If you can't solve a problem, then there is an easier problem you can
solve: find it.
How to Solve It
Summary taken from G. Polya, "How
to Solve It", 2nd ed., Princeton University Press, 1957, ISBN 0-691-08097-6.
UNDERSTANDING THE PROBLEM
First. You have to understand the problem.
What is the unknown? What are the data? What is the condition?
Is it possible to satisfy the condition? Is the condition sufficient to
determine the unknown? Or is it insufficient? Or redundant? Or
contradictory?
Draw a figure. Introduce suitable notation.
Separate the various parts of the condition. Can you write them down?
DEVISING A PLAN
Second. Find the connection between the data and the unknown. You
may be obliged to consider auxiliary problems if an immediate connection
cannot be found. You should obtain eventually a plan of the solution.

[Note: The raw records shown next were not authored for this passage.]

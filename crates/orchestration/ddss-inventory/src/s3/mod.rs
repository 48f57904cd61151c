//! S3 client and listing functionality.
//!
//! This module provides S3 operations for finding journal files:
//! - Client configuration with LocalStack support
//! - Paginated object listing with streaming
//! - [`ObjectLister`], the seam the inventory run lists through

mod client;
mod list;

pub use client::{S3Config, create_s3_client};
pub use list::{JournalListing, ObjectLister, S3JournalLister, S3Object, list_objects};
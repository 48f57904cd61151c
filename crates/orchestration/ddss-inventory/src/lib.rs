//! ddss-inventory - Splunk DDSS bucket inventory for S3.
//!
//! This crate lists the journal files that Splunk Dynamic Data Self Storage
//! archives into an S3 bucket, derives bucket metadata from each key, and
//! forwards the metadata as Splunk HEC events to a Kinesis Data Firehose
//! delivery stream. It provides:
//!
//! - S3 listing with pagination and LocalStack support
//! - Journal key parsing into [`BucketMetadata`]
//! - Count/byte bounded batching into a caller-owned [`RecordBatch`]
//! - Delivery to Firehose or stdout
//!
//! # Example
//!
//! ```ignore
//! use ddss_inventory::{Inventory, InventoryConfig, S3JournalLister, FirehoseDelivery};
//! use ddss_inventory::s3::{S3Config, create_s3_client};
//!
//! let config = InventoryConfig::from_env()?;
//! let s3_client = create_s3_client(&config.s3_config()).await?;
//! let lister = S3JournalLister::new(s3_client, &config.bucket, config.prefix.clone());
//! let delivery = FirehoseDelivery::new(config.firehose_config()).await?;
//!
//! let stats = Inventory::new(lister, delivery, config).run().await?;
//! eprintln!("Delivered {} events", stats.records_delivered);
//! ```

pub mod aws;
pub mod batch;
pub mod batcher;
pub mod config;
pub mod delivery;
pub mod event;
pub mod filter;
pub mod inventory;
pub mod metadata;
pub mod s3;
pub mod stats;

pub use aws::AwsSettings;
pub use batch::{BatchLimits, RecordBatch};
pub use batcher::{FlushOutcome, submit};
pub use config::InventoryConfig;
pub use delivery::{Delivery, FirehoseConfig, FirehoseDelivery, StdoutDelivery};
pub use event::{EventEnvelope, SOURCETYPE};
pub use filter::{JOURNAL_SUFFIX, is_journal_key};
pub use inventory::Inventory;
pub use metadata::BucketMetadata;
pub use s3::{
    JournalListing, ObjectLister, S3Config, S3JournalLister, S3Object, create_s3_client,
    list_objects,
};
pub use stats::RunStats;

Have you seen it before? Or have you seen the same problem in a slightly
different form?
Do you know a related problem? Do you know a theorem that could
be useful?
Look at the unknown! And try to think of a familiar problem
having the same or a similar unknown.
Here is a problem related to yours and solved before. Could you use
it? Could you use its result? Could you use its method? Should you
introduce some auxiliary element in order to make its use possible?
Could you restate the problem? Could you restate it still differently?
Go back to definitions.
If you cannot solve the proposed problem try to solve first some related
problem. Could you imagine a more accessible related problem? A more general
problem? A more special problem? An analogous problem? Could you solve a
part of the problem? Keep only a part of the condition, drop the other part;
how far is the unknown then determined, how can it vary? Could you derive
something useful from the data? Could you think of other data appropriate to
determine the unknown? Could you change the unknown or data, or both if
necessary, so that the new unknown and the new data are nearer to each
other?
Did you use all the data? Did you use the whole condition? Have you
taken into account all essential notions involved in the problem?
CARRYING OUT THE PLAN
Third.Carry out your plan.
Carrying out your plan of the solution, check each step. Can you
see clearly that the step is correct? Can you prove that it is correct?
Looking Back
Fourth.Examine the solution obtained.
Can you check the result? Can you check the argument?
Can you derive the solution differently? Can you see it at a glance?
Can you use the result, or the method, for some other problem?